> **WHAT IS BEING ASKED**:
Could you set down exactly the lines in the records below between the line holding "the flat strategy" and the line holding "pub const FOLDER_SEPARATOR: &str", inclusive?

> **DATASET RECORDS**:
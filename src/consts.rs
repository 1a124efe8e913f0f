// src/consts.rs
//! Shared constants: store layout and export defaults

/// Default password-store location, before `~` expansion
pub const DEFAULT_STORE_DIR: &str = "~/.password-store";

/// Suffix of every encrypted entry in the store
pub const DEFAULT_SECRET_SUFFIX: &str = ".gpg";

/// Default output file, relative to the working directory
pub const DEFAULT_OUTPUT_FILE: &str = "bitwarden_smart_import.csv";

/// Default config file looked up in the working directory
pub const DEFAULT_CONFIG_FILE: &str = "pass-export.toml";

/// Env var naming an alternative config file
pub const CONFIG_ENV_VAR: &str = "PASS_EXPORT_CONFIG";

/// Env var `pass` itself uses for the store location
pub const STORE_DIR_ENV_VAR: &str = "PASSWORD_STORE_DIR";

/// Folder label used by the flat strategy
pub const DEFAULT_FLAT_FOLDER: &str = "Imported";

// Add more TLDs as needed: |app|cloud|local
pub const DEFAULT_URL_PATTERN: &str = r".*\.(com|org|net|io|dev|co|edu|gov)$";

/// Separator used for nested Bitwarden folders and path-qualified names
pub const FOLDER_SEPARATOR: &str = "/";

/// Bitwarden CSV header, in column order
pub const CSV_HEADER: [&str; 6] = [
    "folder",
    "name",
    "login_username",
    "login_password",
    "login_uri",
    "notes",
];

> **RESULT BELOW**:
/// Folder label used by the flat strategy
pub const DEFAULT_FLAT_FOLDER: &str = "Imported";

// Add more TLDs as needed: |app|cloud|local
pub const DEFAULT_URL_PATTERN: &str = r".*\.(com|org|net|io|dev|co|edu|gov)$";

/// Separator used for nested Bitwarden folders and path-qualified names
pub const FOLDER_SEPARATOR: &str = "/";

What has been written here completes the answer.